Why blocking both IL-17A and IL-17F changes the biology

IL-17A and IL-17F share approximately 50% amino acid sequence homology and both signal through IL-17 receptor A (IL-17RA), yet they are not interchangeable. IL-17A binds IL-17RA with roughly ten-fold higher affinity and is the more potent driver of neutrophil recruitment and keratinocyte activation. IL-17F, while less potent, independently induces pro-inflammatory cytokine production — including IL-6, IL-8, and TNF-α — from synoviocytes, keratinocytes, and dermal fibroblasts, albeit at higher concentrations than IL-17A.

~50%
Amino acid homology between IL-17A and IL-17F
10×
Higher IL-17RA binding affinity of IL-17A vs IL-17F
~7 kDa
Izokibep Affibody® scaffold size vs ~150 kDa for mAbs
<2%
Discontinuation rate due to candidiasis across all IL-17 inhibitors

Critically, IL-17A and IL-17F do not only act as homodimers. They form IL-17A/F heterodimers in vivo, creating a third signaling entity that selective IL-17A inhibitors leave untouched. This structural reality underpins the compensatory upregulation hypothesis: when IL-17A is blocked selectively, residual IL-17F-driven inflammation — via homodimers and heterodimers — may sustain disease activity. Evidence from psoriatic arthritis synovial tissue supports this directly: dual neutralization with bimekizumab reduced IL-6 and IL-8 production more completely than secukinumab (IL-17A-only), demonstrating that IL-17F contributes meaningfully to tissue inflammation when IL-17A is blocked.

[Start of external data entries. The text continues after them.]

//! Confidence-weighted temporal smoothing of landmark sequences.
//!
//! One exponential filter per (track kind, point index, axis) tuple, owned
//! by a [`SequenceSmoother`] that is constructed fresh for every pipeline
//! run. Only landmark geometry is altered; frame indices, timestamps, image
//! sizes, per-point confidences, and the per-track confidence scalars pass
//! through untouched.

use std::collections::HashMap;

use signtrack_models::{FrameDetection, Landmark, TrackKind};

use crate::error::{TrackingError, TrackingResult};

/// Coordinate axis of a landmark track.
#[derive(Debug, Clone, Copy, PartialEq, Eq, Hash)]
pub enum Axis {
    X,
    Y,
}

/// Key of one scalar filter: (track kind, point index, axis).
type FilterKey = (TrackKind, usize, Axis);

/// Exponential moving average filter with confidence weighting.
///
/// The first observation initializes the state and passes through
/// unsmoothed. Subsequent updates blend with `eff_alpha = alpha *
/// confidence`, so a low- but accepted-confidence sample pulls less toward
/// the raw value than a high-confidence one.
#[derive(Debug, Clone)]
pub struct EmaFilter {
    alpha: f64,
    last: Option<f64>,
}

impl EmaFilter {
    pub fn new(alpha: f64) -> Self {
        Self { alpha, last: None }
    }

    /// Update with a new measurement, returning the smoothed value.
    pub fn update(&mut self, value: f64, confidence: f64) -> f64 {
        let smoothed = match self.last {
            None => value,
            Some(prev) => {
                let eff_alpha = self.alpha * confidence;
                eff_alpha * value + (1.0 - eff_alpha) * prev
            }
        };
        self.last = Some(smoothed);
        smoothed
    }

    /// Last smoothed value, if any observation has been accepted.
    pub fn last(&self) -> Option<f64> {
        self.last
    }
}

/// Bounds the frame-to-frame delta of an already-smoothed value.
///
/// Independent second filter stage per axis; the first observation passes
/// through unclamped.
#[derive(Debug, Clone)]
pub struct VelocityClamp {
    max_change: f64,
    last: Option<f64>,
}

impl VelocityClamp {
    pub fn new(max_change: f64) -> Self {
        Self {
            max_change,
            last: None,
        }
    }

    /// Clamp the delta against the previous output and update state.
    pub fn update(&mut self, value: f64) -> f64 {
        let clamped = match self.last {
            None => value,
            Some(prev) => prev + (value - prev).clamp(-self.max_change, self.max_change),
        };
        self.last = Some(clamped);
        clamped
    }
}

/// Per-track-kind EMA smoothing factors.
#[derive(Debug, Clone, Copy, PartialEq)]
pub struct TrackAlphas {
    pub pose: f64,
    pub left_hand: f64,
    pub right_hand: f64,
    pub face: f64,
}

impl TrackAlphas {
    pub fn alpha_for(&self, kind: TrackKind) -> f64 {
        match kind {
            TrackKind::Pose => self.pose,
            TrackKind::LeftHand => self.left_hand,
            TrackKind::RightHand => self.right_hand,
            TrackKind::Face => self.face,
        }
    }

    /// Same factor for every track kind.
    pub fn uniform(alpha: f64) -> Self {
        Self {
            pose: alpha,
            left_hand: alpha,
            right_hand: alpha,
            face: alpha,
        }
    }
}

impl Default for TrackAlphas {
    fn default() -> Self {
        Self {
            pose: 0.35,
            left_hand: 0.55,
            right_hand: 0.55,
            face: 0.40,
        }
    }
}

/// Smoothing parameters, validated before any job runs.
#[derive(Debug, Clone, PartialEq)]
pub struct SmoothingConfig {
    pub alphas: TrackAlphas,
    /// Points below this confidence hold the last smoothed value instead of
    /// updating the filter
    pub min_confidence: f64,
    /// Max change per frame in normalized coordinates, when clamping is on
    pub velocity_clamp: Option<f64>,
}

impl Default for SmoothingConfig {
    fn default() -> Self {
        Self {
            alphas: TrackAlphas::default(),
            min_confidence: 0.5,
            velocity_clamp: None,
        }
    }
}

impl SmoothingConfig {
    /// Reject parameters outside their valid ranges.
    pub fn validate(&self) -> TrackingResult<()> {
        for kind in TrackKind::ALL {
            let alpha = self.alphas.alpha_for(kind);
            if !(0.0..=1.0).contains(&alpha) {
                return Err(TrackingError::invalid_config(format!(
                    "EMA alpha for {} must be in [0, 1], got {}",
                    kind, alpha
                )));
            }
        }
        if !(0.0..=1.0).contains(&self.min_confidence) {
            return Err(TrackingError::invalid_config(format!(
                "min_confidence must be in [0, 1], got {}",
                self.min_confidence
            )));
        }
        if let Some(clamp) = self.velocity_clamp {
            if !clamp.is_finite() || clamp <= 0.0 {
                return Err(TrackingError::invalid_config(format!(
                    "velocity_clamp must be positive and finite, got {}",
                    clamp
                )));
            }
        }
        Ok(())
    }
}

/// Temporal smoother for one detection sequence.
///
/// Filter state is keyed by (track kind, point index, axis) and lives only
/// as long as the smoother: construct a fresh instance per pipeline run. A
/// track that disappears keeps its filters frozen across the gap, so on
/// reappearance smoothing resumes from the pre-gap value — the resulting
/// catch-up transient is accepted behavior.
#[derive(Debug)]
pub struct SequenceSmoother {
    config: SmoothingConfig,
    filters: HashMap<FilterKey, EmaFilter>,
    clamps: HashMap<FilterKey, VelocityClamp>,
}

impl SequenceSmoother {
    /// Create a smoother, rejecting invalid parameters up front.
    pub fn new(config: SmoothingConfig) -> TrackingResult<Self> {
        config.validate()?;
        Ok(Self {
            config,
            filters: HashMap::new(),
            clamps: HashMap::new(),
        })
    }

    /// Smooth an ordered detection sequence, producing a new sequence of
    /// equal length. An empty input yields an empty output.
    pub fn smooth(&mut self, frames: &[FrameDetection]) -> Vec<FrameDetection> {
        frames.iter().map(|frame| self.smooth_frame(frame)).collect()
    }

    fn smooth_frame(&mut self, frame: &FrameDetection) -> FrameDetection {
        let mut out = frame.clone();
        for kind in TrackKind::ALL {
            let alpha = self.config.alphas.alpha_for(kind);
            let points = frame.track(kind);
            if points.is_empty() {
                continue;
            }
            let smoothed: Vec<Landmark> = points
                .iter()
                .enumerate()
                .map(|(idx, lm)| Landmark {
                    x: self.smooth_axis(kind, idx, Axis::X, alpha, lm.x, lm.confidence),
                    y: self.smooth_axis(kind, idx, Axis::Y, alpha, lm.y, lm.confidence),
                    confidence: lm.confidence,
                    name: lm.name.clone(),
                })
                .collect();
            // Only geometry changes; confidence scalars are not recomputed.
            match kind {
                TrackKind::Pose => out.pose = smoothed,
                TrackKind::LeftHand => out.left_hand = smoothed,
                TrackKind::RightHand => out.right_hand = smoothed,
                TrackKind::Face => out.face = smoothed,
            }
        }
        out
    }

    fn smooth_axis(
        &mut self,
        kind: TrackKind,
        point: usize,
        axis: Axis,
        alpha: f64,
        raw: f64,
        confidence: f64,
    ) -> f64 {
        let key = (kind, point, axis);
        let filter = self
            .filters
            .entry(key)
            .or_insert_with(|| EmaFilter::new(alpha));

        let value = if confidence >= self.config.min_confidence {
            filter.update(raw, confidence)
        } else {
            // Hold: emit the last smoothed value without feeding the filter
            // the low-confidence sample. With no prior state, fall back to
            // the raw value for this frame only.
            filter.last().unwrap_or(raw)
        };

        match self.config.velocity_clamp {
            Some(max_change) => self
                .clamps
                .entry(key)
                .or_insert_with(|| VelocityClamp::new(max_change))
                .update(value),
            None => value,
        }
    }
}

#[cfg(test)]
mod tests {
    use super::*;
    use signtrack_models::{is_well_formed_sequence, WRIST};

    fn hand_at(x: f64, y: f64, confidence: f64) -> Vec<Landmark> {
        (0..21)
            .map(|i| Landmark::new(x + 0.001 * i as f64, y, confidence))
            .collect()
    }

    fn frame_with_right_hand(index: u32, x: f64, y: f64, confidence: f64) -> FrameDetection {
        let mut frame = FrameDetection::new(index, index as f64 / 25.0, (1280, 720));
        frame.assign(TrackKind::RightHand, hand_at(x, y, confidence));
        frame
    }

    fn smoother(alpha: f64, min_confidence: f64) -> SequenceSmoother {
        SequenceSmoother::new(SmoothingConfig {
            alphas: TrackAlphas::uniform(alpha),
            min_confidence,
            velocity_clamp: None,
        })
        .unwrap()
    }

    #[test]
    fn test_empty_sequence() {
        let mut s = smoother(0.5, 0.6);
        assert!(s.smooth(&[]).is_empty());
    }

    #[test]
    fn test_structure_preserved() {
        let frames: Vec<_> = (0..5)
            .map(|i| frame_with_right_hand(i, 0.1 * i as f64, 0.5, 0.9))
            .collect();
        let mut s = smoother(0.5, 0.6);
        let out = s.smooth(&frames);

        assert_eq!(out.len(), frames.len());
        assert!(is_well_formed_sequence(&out));
        for (raw, smoothed) in frames.iter().zip(&out) {
            assert_eq!(smoothed.frame_index, raw.frame_index);
            assert_eq!(smoothed.time_s, raw.time_s);
            assert_eq!(smoothed.image_size, raw.image_size);
            assert_eq!(smoothed.right_hand_confidence, raw.right_hand_confidence);
            assert_eq!(smoothed.right_hand.len(), raw.right_hand.len());
            // Per-point confidence passes through unmodified
            for (a, b) in raw.right_hand.iter().zip(&smoothed.right_hand) {
                assert_eq!(a.confidence, b.confidence);
            }
        }
    }

    #[test]
    fn test_constant_input_smooths_to_constant() {
        let frames: Vec<_> = (0..3)
            .map(|i| frame_with_right_hand(i, 0.5, 0.5, 0.9))
            .collect();
        let mut s = smoother(0.5, 0.6);
        let out = s.smooth(&frames);

        for frame in &out {
            let wrist = &frame.right_hand[WRIST];
            assert!((wrist.x - 0.5).abs() < 1e-12);
            assert!((wrist.y - 0.5).abs() < 1e-12);
        }
    }

    #[test]
    fn test_first_observation_passes_through() {
        let frames = vec![frame_with_right_hand(0, 0.3, 0.7, 0.9)];
        let mut s = smoother(0.5, 0.6);
        let out = s.smooth(&frames);
        assert_eq!(out[0].right_hand[WRIST].x, 0.3);
        assert_eq!(out[0].right_hand[WRIST].y, 0.7);
    }

    #[test]
    fn test_confidence_weighted_update() {
        // Second frame jumps; lower confidence should pull less toward the
        // raw sample.
        let mut high = smoother(0.5, 0.1);
        let out_high = high.smooth(&[
            frame_with_right_hand(0, 0.2, 0.5, 1.0),
            frame_with_right_hand(1, 0.8, 0.5, 1.0),
        ]);
        let mut low = smoother(0.5, 0.1);
        let out_low = low.smooth(&[
            frame_with_right_hand(0, 0.2, 0.5, 1.0),
            frame_with_right_hand(1, 0.8, 0.5, 0.4),
        ]);

        // eff_alpha 0.5: 0.5*0.8 + 0.5*0.2 = 0.5
        assert!((out_high[1].right_hand[WRIST].x - 0.5).abs() < 1e-12);
        // eff_alpha 0.2: 0.2*0.8 + 0.8*0.2 = 0.32
        assert!((out_low[1].right_hand[WRIST].x - 0.32).abs() < 1e-12);
    }

    #[test]
    fn test_hold_below_min_confidence() {
        let frames = vec![
            frame_with_right_hand(0, 0.2, 0.5, 0.9),
            frame_with_right_hand(1, 0.2, 0.5, 0.9),
            // Confidence drop: raw jumps but output must hold
            frame_with_right_hand(2, 0.9, 0.5, 0.3),
            frame_with_right_hand(3, 0.9, 0.5, 0.3),
            // Recovery: filter state was untouched by the held frames
            frame_with_right_hand(4, 0.2, 0.5, 0.9),
        ];
        let mut s = smoother(0.5, 0.6);
        let out = s.smooth(&frames);

        let held = out[1].right_hand[WRIST].x;
        assert_eq!(out[2].right_hand[WRIST].x, held);
        assert_eq!(out[3].right_hand[WRIST].x, held);
        // The low-confidence samples never entered the filter, so frame 4
        // smooths against the pre-drop value.
        assert!((out[4].right_hand[WRIST].x - held).abs() < 1e-9);
    }

    #[test]
    fn test_hold_without_state_falls_back_to_raw() {
        let frames = vec![frame_with_right_hand(0, 0.4, 0.6, 0.2)];
        let mut s = smoother(0.5, 0.6);
        let out = s.smooth(&frames);
        assert_eq!(out[0].right_hand[WRIST].x, 0.4);
    }

    #[test]
    fn test_gap_freezes_state_and_produces_catch_up() {
        let mut frames = vec![frame_with_right_hand(0, 0.2, 0.5, 0.9)];
        // Hand occluded for two frames: empty track, filters untouched
        frames.push(FrameDetection::new(1, 0.04, (1280, 720)));
        frames.push(FrameDetection::new(2, 0.08, (1280, 720)));
        // Reappears far away
        frames.push(frame_with_right_hand(3, 0.8, 0.5, 0.9));

        let mut s = smoother(0.5, 0.6);
        let out = s.smooth(&frames);

        assert!(out[1].right_hand.is_empty());
        // Catch-up transient: smoothing resumes from the pre-gap value, so
        // the reappearance lands between the old and new positions.
        let x = out[3].right_hand[WRIST].x;
        assert!(x > 0.2 && x < 0.8, "expected catch-up transient, got {}", x);
    }

    #[test]
    fn test_velocity_clamp_bounds_delta() {
        let config = SmoothingConfig {
            alphas: TrackAlphas::uniform(1.0),
            min_confidence: 0.0,
            velocity_clamp: Some(0.05),
        };
        let mut s = SequenceSmoother::new(config).unwrap();
        let out = s.smooth(&[
            frame_with_right_hand(0, 0.1, 0.5, 1.0),
            frame_with_right_hand(1, 0.9, 0.5, 1.0),
        ]);

        // First observation unclamped, second bounded to +0.05
        assert_eq!(out[0].right_hand[WRIST].x, 0.1);
        assert!((out[1].right_hand[WRIST].x - 0.15).abs() < 1e-12);
    }

    #[test]
    fn test_invalid_config_rejected() {
        let bad_alpha = SmoothingConfig {
            alphas: TrackAlphas::uniform(1.5),
            ..SmoothingConfig::default()
        };
        assert!(matches!(
            SequenceSmoother::new(bad_alpha).unwrap_err(),
            TrackingError::InvalidConfig(_)
        ));

        let bad_clamp = SmoothingConfig {
            velocity_clamp: Some(0.0),
            ..SmoothingConfig::default()
        };
        assert!(SequenceSmoother::new(bad_clamp).is_err());

        let bad_min = SmoothingConfig {
            min_confidence: -0.1,
            ..SmoothingConfig::default()
        };
        assert!(SequenceSmoother::new(bad_min).is_err());
    }

    #[test]
    fn test_point_names_pass_through() {
        let mut frame = FrameDetection::new(0, 0.0, (640, 480));
        frame.assign(
            TrackKind::Pose,
            vec![Landmark::named(0.5, 0.5, 0.9, "nose")],
        );
        let mut s = smoother(0.5, 0.6);
        let out = s.smooth(&[frame]);
        assert_eq!(out[0].pose[0].name.as_deref(), Some("nose"));
    }
}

IL-17A/F Heterodimer: the third signaling entity

Beyond IL-17A homodimers and IL-17F homodimers, IL-17A and IL-17F combine in vivo to form IL-17A/F heterodimers. Selective IL-17A inhibitors neutralise the homodimer but leave heterodimer and IL-17F homodimer signaling intact — a gap that bispecific agents such as bimekizumab are designed to close.

Bimekizumab, developed by UCB and the leading approved dual inhibitor, is a humanized IgG1 antibody achieving neutralization of all three molecular forms — IL-17A homodimers, IL-17F homodimers, and IL-17A/F heterodimers — with IC50 values in the low picomolar range. Foundational patent families for cross-reactive IL-17A/F antibodies were filed between 2007 and 2010 by Zymogenetics, Genentech, and UCB (including WO2010025400A2 and US20100055103A1), establishing the technical feasibility of a single binding domain neutralizing all three species.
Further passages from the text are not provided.